The role of tyrosine phosphorylation in angiotensin II signaling

The cellular effects of angiotensin II are mediated by a seven transmembrane receptor called AT₁. We have found that AT₁ receptor signaling stimulates three important signalling pathways via tyrosine (Y) phosphorylation. In rat vascular smooth muscle and renal mesangial cells, ang II stimulated the rapid Y phosphorylation of PLC-yl. The time course of phosphorylation was coincident with the time course of 1,4,5-IP₃ generation.
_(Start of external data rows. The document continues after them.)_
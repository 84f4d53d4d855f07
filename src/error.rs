//! Error types for driver packaging operations.
//!
//! Every fatal failure in the pipeline is a [`PackagerError`]. The orchestrator
//! is the only place that turns one into a process exit code.

use std::path::PathBuf;
use thiserror::Error;

use crate::xml::XmlError;

/// Result type alias for packaging operations
pub type Result<T> = std::result::Result<T, PackagerError>;

/// Exit code for business-rule violations and other non-OS failures.
pub const GENERIC_FAILURE_EXIT_CODE: i32 = 255;

/// Exit code for malformed manifest or descriptor XML.
pub const XML_ERROR_EXIT_CODE: i32 = 65;

/// Main error type for all packaging operations
#[derive(Error, Debug)]
pub enum PackagerError {
    /// Manifest validation errors
    #[error("DriverPackager: {0}")]
    Manifest(#[from] ManifestError),

    /// Driver descriptor errors
    #[error("DriverPackager: {0}")]
    Descriptor(#[from] DescriptorError),

    /// Lua squish errors
    #[error("DriverPackager: {0}")]
    Squish(#[from] SquishError),

    /// CLI argument errors
    #[error("CLI error: {0}")]
    Cli(#[from] CliError),

    /// Malformed XML in a manifest or descriptor
    #[error("DriverPackager: Invalid XML ({path}): {source}")]
    Xml {
        /// File that failed to parse
        path: PathBuf,
        /// Parser diagnostic
        #[source]
        source: XmlError,
    },

    /// IO errors
    #[error("IO error: {0}")]
    Io(#[from] std::io::Error),

    /// Archive emission or extraction errors
    #[error("Archive error: {0}")]
    Archive(#[from] crate::archive::Error),
}

/// Manifest and item validation errors
#[derive(Error, Debug)]
pub enum ManifestError {
    /// Root element is not the manifest root
    #[error("Invalid XML: Missing tag 'Driver' (found '{found}')")]
    InvalidRoot {
        /// Tag that was found instead
        found: String,
    },

    /// Required root attribute is absent
    #[error("Invalid XML: Missing tag '{attribute}'")]
    MissingAttribute {
        /// Attribute name
        attribute: &'static str,
    },

    /// Manifest has no item list
    #[error("Invalid XML: Missing tag 'Items'")]
    MissingItems,

    /// Item is missing a required attribute
    #[error("Invalid XML: Missing tag 'Item' subtag '{attribute}'")]
    MissingItemAttribute {
        /// Attribute name
        attribute: &'static str,
    },

    /// Manifest `type` is not a supported output format
    #[error("Unsupported driver type '{format}'. Supported types: c4z, c4i")]
    UnsupportedFormat {
        /// Requested type
        format: String,
    },

    /// Declared directory item is missing from the source tree
    #[error("Error, manifest 'dir' Item '{name}' does not exist.")]
    DirectoryNotFound {
        /// Item name
        name: String,
    },

    /// Declared file item is missing from the source tree
    #[error("Error, manifest 'file' Item '{name}' does not exist in {root}.")]
    FileNotFound {
        /// Item name
        name: String,
        /// Source root searched
        root: PathBuf,
    },

    /// The descriptor was never declared as a file item
    #[error("Error, manifest 'file' Item 'driver.xml' was not found.")]
    DescriptorNotDeclared,

    /// Single-file format requested without squishing
    #[error(
        "You are attempting to build a driver of type 'c4i', but 'squishLua' is set to false in the project file/manifest.  This needs to be set to true."
    )]
    SquishRequired,

    /// Single-file format requested for a driver with an encrypted script
    #[error(
        "Encryption was detected in the driver.xml.  When building drivers of type 'c4i', encryption must be disabled.  Please remove the attribute and value of encryption='2' from the <script> element in the driver.xml"
    )]
    EncryptionNotSupported,
}

/// Driver descriptor errors
#[derive(Error, Debug)]
pub enum DescriptorError {
    /// A node that must be updated is absent
    #[error("Unable to update driver.xml: <{node}> tag not found")]
    MissingNode {
        /// Node name
        node: &'static str,
    },

    /// The version node has no prior text
    #[error("Unable to update driver.xml: empty <version> tag")]
    EmptyVersion,

    /// The descriptor has no configuration section
    #[error("driver.xml has no <config> section")]
    MissingConfig,
}

/// Lua squish errors
#[derive(Error, Debug)]
pub enum SquishError {
    /// The squish tool could not be located
    #[error("Unable to locate the squish tool: {reason}")]
    ToolNotFound {
        /// Reason for the error
        reason: String,
    },

    /// The squish process could not be started
    #[error("Error squishing lua in {directory}: {command}: {source}")]
    Launch {
        /// Command line that was attempted
        command: String,
        /// Directory being squished
        directory: PathBuf,
        /// Launch error
        #[source]
        source: std::io::Error,
    },

    /// The squish process exited unsuccessfully
    #[error("Lua squish failed: {status} while processing {directory}")]
    Failed {
        /// Exit status description
        status: String,
        /// Directory being squished
        directory: PathBuf,
    },
}

/// CLI-specific errors
#[derive(Error, Debug)]
pub enum CliError {
    /// Invalid command line arguments
    #[error("Invalid arguments: {reason}")]
    InvalidArguments {
        /// Reason for the error
        reason: String,
    },
}

impl PackagerError {
    /// Wrap an XML error with the file it came from.
    pub fn xml(path: impl Into<PathBuf>, source: XmlError) -> Self {
        PackagerError::Xml {
            path: path.into(),
            source,
        }
    }

    /// Process exit code for this error.
    ///
    /// I/O failures report the OS errno, malformed XML reports
    /// [`XML_ERROR_EXIT_CODE`] and everything else reports
    /// [`GENERIC_FAILURE_EXIT_CODE`].
    pub fn exit_code(&self) -> i32 {
        let code = match self {
            PackagerError::Io(e) => e.raw_os_error(),
            PackagerError::Archive(e) => e.raw_os_error(),
            PackagerError::Xml { .. } => Some(XML_ERROR_EXIT_CODE),
            _ => None,
        };
        match code {
            Some(code) if code != 0 => code,
            _ => GENERIC_FAILURE_EXIT_CODE,
        }
    }

    /// Get actionable recovery suggestions for this error
    pub fn recovery_suggestions(&self) -> Vec<String> {
        match self {
            PackagerError::Manifest(ManifestError::SquishRequired) => vec![
                "Set squishLua=\"true\" on the <Driver> element of the manifest".to_string(),
            ],
            PackagerError::Manifest(ManifestError::EncryptionNotSupported) => vec![
                "Remove encryption=\"2\" from the <script> element of driver.xml".to_string(),
            ],
            PackagerError::Manifest(ManifestError::DescriptorNotDeclared) => vec![
                "Add <Item type=\"file\" name=\"driver.xml\"/> to the manifest <Items>".to_string(),
            ],
            PackagerError::Manifest(ManifestError::FileNotFound { name, .. })
            | PackagerError::Manifest(ManifestError::DirectoryNotFound { name }) => vec![
                format!("Check that '{}' exists in the source directory", name),
                "Mark the item exclude=\"true\" if it should not be packaged".to_string(),
            ],
            PackagerError::Squish(SquishError::ToolNotFound { .. })
            | PackagerError::Squish(SquishError::Launch { .. }) => vec![
                "Install luajit and place the squish script next to the packager executable"
                    .to_string(),
            ],
            PackagerError::Xml { path, .. } => {
                vec![format!("Fix the XML syntax in {}", path.display())]
            }
            _ => vec!["Check the error message above for specific details".to_string()],
        }
    }

    /// Whether rerunning the same build could succeed without editing the
    /// manifest or descriptor.
    pub fn is_recoverable(&self) -> bool {
        !matches!(
            self,
            PackagerError::Manifest(_)
                | PackagerError::Descriptor(_)
                | PackagerError::Xml { .. }
                | PackagerError::Cli(_)
        )
    }
}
Inhibitors of Y kinases blocked both ang II mediated production of 1,4,5-IP₃ and the release of intracellular Ca²⁺, This was not a toxic effect as shown by thapsigargin release of Ca²⁺. When smooth muscle cells were electroporated with anti-Src antibody, the ang H-mediated Y phosphorylation of PLC-γ1 was blocked and 1,4,5-IP₃ production was markedly diminished. Ang II directly stimulated Src as measured by autophosphorylation. In smooth muscle cells ang II stimulates Ras-GTP production, the formation of a coprecipitable Ras-Rafl complex, and Y phosphorylation of GAPs. The electroporation of anti-Src antibody blocked these manifestations of Ras pathway activation. Ang II also stimulates Jak2 Y phosphorylation and activation. This leads to Stall phosphorylation and translocation to the nucleus. Our studies underline the importance of Y phosphorylation in the signaling of a seven transmembrane receptor. Src appears to play an important role in these signaling pathways.